[[ INFORMATION PROVIDED, beginning ]]
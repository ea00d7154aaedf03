use async_trait::async_trait;
use sea_orm::{
    ActiveModelTrait, DatabaseConnection, DbBackend, DbErr, EntityTrait, QueryOrder, SqlErr,
    Statement,
};

use crate::{
    entity,
    error::{UserError, UserResult},
    models::{NewUser, User},
    repository::UserRepository,
};

/// PostgreSQL implementation of UserRepository
#[derive(Clone)]
pub struct PgUserRepository {
    db: DatabaseConnection,
}

impl PgUserRepository {
    pub fn new(db: DatabaseConnection) -> Self {
        Self { db }
    }
}

#[async_trait]
impl UserRepository for PgUserRepository {
    async fn find_all(&self) -> UserResult<Vec<User>> {
        let models = entity::Entity::find()
            .order_by_asc(entity::Column::Id)
            .all(&self.db)
            .await?;

        Ok(models.into_iter().map(Into::into).collect())
    }

    async fn find_by_id(&self, id: i32) -> UserResult<User> {
        entity::Entity::find_by_id(id)
            .one(&self.db)
            .await?
            .map(Into::into)
            .ok_or(UserError::NotFound(id.into()))
    }

    async fn username_exists(&self, username: &str) -> UserResult<bool> {
        // Same expression as the idx_users_username_lower unique index
        let existing = entity::Entity::find()
            .from_raw_sql(Statement::from_sql_and_values(
                DbBackend::Postgres,
                r#"SELECT * FROM "users" WHERE LOWER("username") = $1 LIMIT 1"#,
                [username.to_lowercase().into()],
            ))
            .one(&self.db)
            .await?;

        Ok(existing.is_some())
    }

    async fn create(&self, input: NewUser) -> UserResult<User> {
        let username = input.username.clone();
        let active_model: entity::ActiveModel = input.into();

        let model = active_model
            .insert(&self.db)
            .await
            .map_err(|e| map_insert_error(e, username))?;

        tracing::info!(user_id = model.id, username = %model.username, "Created user");
        Ok(model.into())
    }
}

/// Unique violations (the username index) become `DuplicateUsername`.
fn map_insert_error(error: DbErr, username: String) -> UserError {
    match error.sql_err() {
        Some(SqlErr::UniqueConstraintViolation(detail)) => {
            tracing::warn!(%username, %detail, "Username lost insert race");
            UserError::DuplicateUsername(username)
        }
        _ => UserError::Database(error),
    }
}
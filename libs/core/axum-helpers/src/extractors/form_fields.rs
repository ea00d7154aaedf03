//! Raw URL-encoded form extractor.

use std::collections::HashMap;

use axum::{
    Form,
    extract::{FromRequest, Request},
};

use crate::errors::AppError;

/// Extractor for `application/x-www-form-urlencoded` bodies as a flat
/// `name -> value` map.
///
/// Binding and validation happen later against a declared field table, so
/// this extractor never fails on missing or unexpected fields. It only
/// rejects bodies that are not a form at all.
///
/// # Example
/// ```ignore
/// use axum_helpers::extractors::FormFields;
///
/// async fn create(FormFields(fields): FormFields) -> String {
///     format!("{} fields submitted", fields.len())
/// }
/// ```
#[derive(Debug, Clone, Default)]
pub struct FormFields(pub HashMap<String, String>);

impl<S> FromRequest<S> for FormFields
where
    S: Send + Sync,
{
    type Rejection = AppError;

    async fn from_request(req: Request, state: &S) -> Result<Self, Self::Rejection> {
        let Form(fields) = Form::<HashMap<String, String>>::from_request(req, state).await?;
        Ok(FormFields(fields))
    }
}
[[ INFORMATION PROVIDED, end ]]
▸ **PROBLEM DETAILS**: Please give all the lines above again, exactly as they read.

▸ **ANSWER SECTION**:
repository ea00d7154aaedf03
use async_trait::async_trait;
use sea_orm::{
    ActiveModelTrait, DatabaseConnection, DbBackend, DbErr, EntityTrait, QueryOrder, SqlErr,
    Statement,
};

use crate::{
    entity,
    error::{UserError, UserResult},
    models::{NewUser, User},
    repository::UserRepository,
};

/// PostgreSQL implementation of UserRepository
#[derive(Clone)]
pub struct PgUserRepository {
    db: DatabaseConnection,
}

impl PgUserRepository {
    pub fn new(db: DatabaseConnection) -> Self {
        Self { db }
    }
}

#[async_trait]
impl UserRepository for PgUserRepository {
    async fn find_all(&self) -> UserResult<Vec<User>> {
        let models = entity::Entity::find()
            .order_by_asc(entity::Column::Id)
            .all(&self.db)
            .await?;

        Ok(models.into_iter().map(Into::into).collect())
    }

    async fn find_by_id(&self, id: i32) -> UserResult<User> {
        entity::Entity::find_by_id(id)
            .one(&self.db)
            .await?
            .map(Into::into)
            .ok_or(UserError::NotFound(id.into()))
    }

    async fn username_exists(&self, username: &str) -> UserResult<bool> {
        // Same expression as the idx_users_username_lower unique index
        let existing = entity::Entity::find()
            .from_raw_sql(Statement::from_sql_and_values(
                DbBackend::Postgres,
                r#"SELECT * FROM "users" WHERE LOWER("username") = $1 LIMIT 1"#,
                [username.to_lowercase().into()],
            ))
            .one(&self.db)
            .await?;

        Ok(existing.is_some())
    }

    async fn create(&self, input: NewUser) -> UserResult<User> {
        let username = input.username.clone();
        let active_model: entity::ActiveModel = input.into();

        let model = active_model
            .insert(&self.db)
            .await
            .map_err(|e| map_insert_error(e, username))?;

        tracing::info!(user_id = model.id, username = %model.username, "Created user");
        Ok(model.into())
    }
}

/// Unique violations (the username index) become `DuplicateUsername`.
fn map_insert_error(error: DbErr, username: String) -> UserError {
    match error.sql_err() {
        Some(SqlErr::UniqueConstraintViolation(detail)) => {
            tracing::warn!(%username, %detail, "Username lost insert race");
            UserError::DuplicateUsername(username)
        }
        _ => UserError::Database(error),
    }
}
filename libs/core/axum-helpers/src/extractors/form_fields.rs
repository ea00d7154aaedf03
//! Raw URL-encoded form extractor.

use std::collections::HashMap;

use axum::{
    Form,
    extract::{FromRequest, Request},
};

use crate::errors::AppError;

/// Extractor for `application/x-www-form-urlencoded` bodies as a flat
/// `name -> value` map.
///
/// Binding and validation happen later against a declared field table, so
/// this extractor never fails on missing or unexpected fields. It only
/// rejects bodies that are not a form at all.
///
/// # Example
/// ```ignore
/// use axum_helpers::extractors::FormFields;
///
/// async fn create(FormFields(fields): FormFields) -> String {
///     format!("{} fields submitted", fields.len())
/// }
/// ```
#[derive(Debug, Clone, Default)]
pub struct FormFields(pub HashMap<String, String>);

impl<S> FromRequest<S> for FormFields
where
    S: Send + Sync,
{
    type Rejection = AppError;

    async fn from_request(req: Request, state: &S) -> Result<Self, Self::Rejection> {
        let Form(fields) = Form::<HashMap<String, String>>::from_request(req, state).await?;
        Ok(FormFields(fields))
    }
}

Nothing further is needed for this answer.